DATASET EXCERPTS Block Start

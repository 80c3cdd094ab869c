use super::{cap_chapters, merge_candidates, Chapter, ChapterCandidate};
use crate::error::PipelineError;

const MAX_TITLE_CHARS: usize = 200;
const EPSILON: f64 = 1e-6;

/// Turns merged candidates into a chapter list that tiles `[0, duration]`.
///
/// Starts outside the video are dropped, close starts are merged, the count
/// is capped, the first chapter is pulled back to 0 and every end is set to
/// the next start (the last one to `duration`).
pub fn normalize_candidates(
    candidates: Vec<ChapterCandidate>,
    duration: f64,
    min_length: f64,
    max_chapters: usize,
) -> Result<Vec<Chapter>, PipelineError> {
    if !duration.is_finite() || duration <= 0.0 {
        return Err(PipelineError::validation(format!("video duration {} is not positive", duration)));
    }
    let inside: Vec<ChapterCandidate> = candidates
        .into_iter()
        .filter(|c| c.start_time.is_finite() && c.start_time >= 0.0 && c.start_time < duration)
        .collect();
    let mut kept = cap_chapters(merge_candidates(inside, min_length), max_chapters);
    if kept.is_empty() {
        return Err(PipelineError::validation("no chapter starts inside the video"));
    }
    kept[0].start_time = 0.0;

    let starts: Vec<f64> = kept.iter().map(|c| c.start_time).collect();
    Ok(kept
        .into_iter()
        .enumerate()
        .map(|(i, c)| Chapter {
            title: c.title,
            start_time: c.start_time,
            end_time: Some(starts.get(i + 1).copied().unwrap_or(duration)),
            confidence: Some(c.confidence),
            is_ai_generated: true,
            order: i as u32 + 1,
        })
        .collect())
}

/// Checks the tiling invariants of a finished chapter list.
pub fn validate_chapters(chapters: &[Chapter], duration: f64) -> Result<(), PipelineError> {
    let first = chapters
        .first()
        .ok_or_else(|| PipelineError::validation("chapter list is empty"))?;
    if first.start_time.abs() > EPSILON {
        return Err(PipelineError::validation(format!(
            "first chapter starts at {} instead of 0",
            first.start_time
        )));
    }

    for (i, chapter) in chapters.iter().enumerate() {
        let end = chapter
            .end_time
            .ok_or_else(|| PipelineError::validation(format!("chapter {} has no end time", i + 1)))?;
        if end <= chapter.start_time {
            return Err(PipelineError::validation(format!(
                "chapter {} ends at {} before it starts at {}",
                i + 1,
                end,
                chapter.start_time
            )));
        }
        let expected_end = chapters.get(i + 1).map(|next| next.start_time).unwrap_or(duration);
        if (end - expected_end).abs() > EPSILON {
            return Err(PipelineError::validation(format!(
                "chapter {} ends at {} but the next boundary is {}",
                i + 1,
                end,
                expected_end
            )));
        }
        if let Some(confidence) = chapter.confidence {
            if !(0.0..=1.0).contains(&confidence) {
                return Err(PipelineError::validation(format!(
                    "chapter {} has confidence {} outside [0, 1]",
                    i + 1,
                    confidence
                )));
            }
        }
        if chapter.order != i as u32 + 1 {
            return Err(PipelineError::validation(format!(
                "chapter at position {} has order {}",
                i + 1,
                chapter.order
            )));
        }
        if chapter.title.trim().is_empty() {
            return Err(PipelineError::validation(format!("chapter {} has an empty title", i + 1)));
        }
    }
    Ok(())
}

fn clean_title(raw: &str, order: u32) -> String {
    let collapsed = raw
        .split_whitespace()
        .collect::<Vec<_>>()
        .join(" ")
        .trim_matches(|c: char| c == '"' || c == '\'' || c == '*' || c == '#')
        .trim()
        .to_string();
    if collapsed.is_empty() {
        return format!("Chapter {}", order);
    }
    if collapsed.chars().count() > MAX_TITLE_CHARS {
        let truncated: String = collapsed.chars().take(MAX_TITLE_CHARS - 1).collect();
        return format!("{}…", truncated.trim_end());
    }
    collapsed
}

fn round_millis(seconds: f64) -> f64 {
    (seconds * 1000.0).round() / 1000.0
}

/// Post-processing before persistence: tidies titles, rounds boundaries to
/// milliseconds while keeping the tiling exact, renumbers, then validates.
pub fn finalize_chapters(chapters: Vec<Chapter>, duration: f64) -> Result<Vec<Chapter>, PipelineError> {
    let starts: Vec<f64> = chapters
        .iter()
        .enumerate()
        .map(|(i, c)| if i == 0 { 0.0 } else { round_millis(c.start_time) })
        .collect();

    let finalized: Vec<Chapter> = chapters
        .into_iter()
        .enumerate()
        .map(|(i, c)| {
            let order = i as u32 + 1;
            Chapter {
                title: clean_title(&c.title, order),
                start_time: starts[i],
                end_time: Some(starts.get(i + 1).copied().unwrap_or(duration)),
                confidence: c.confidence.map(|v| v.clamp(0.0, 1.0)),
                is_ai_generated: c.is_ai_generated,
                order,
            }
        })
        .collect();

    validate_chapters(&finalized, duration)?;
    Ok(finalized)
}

DATASET EXCERPTS Block End

EXERCISE INSTRUCTIONS: Print the material above verbatim, first line through the line containing "if !duration.is_finite() ||", both included.

RESPONSE TO THE EXERCISE:
repository 80c3cdd094ab869c
use super::{cap_chapters, merge_candidates, Chapter, ChapterCandidate};
use crate::error::PipelineError;

const MAX_TITLE_CHARS: usize = 200;
const EPSILON: f64 = 1e-6;

/// Turns merged candidates into a chapter list that tiles `[0, duration]`.
///
/// Starts outside the video are dropped, close starts are merged, the count
/// is capped, the first chapter is pulled back to 0 and every end is set to
/// the next start (the last one to `duration`).
pub fn normalize_candidates(
    candidates: Vec<ChapterCandidate>,
    duration: f64,
    min_length: f64,
    max_chapters: usize,
) -> Result<Vec<Chapter>, PipelineError> {
    if !duration.is_finite() || duration <= 0.0 {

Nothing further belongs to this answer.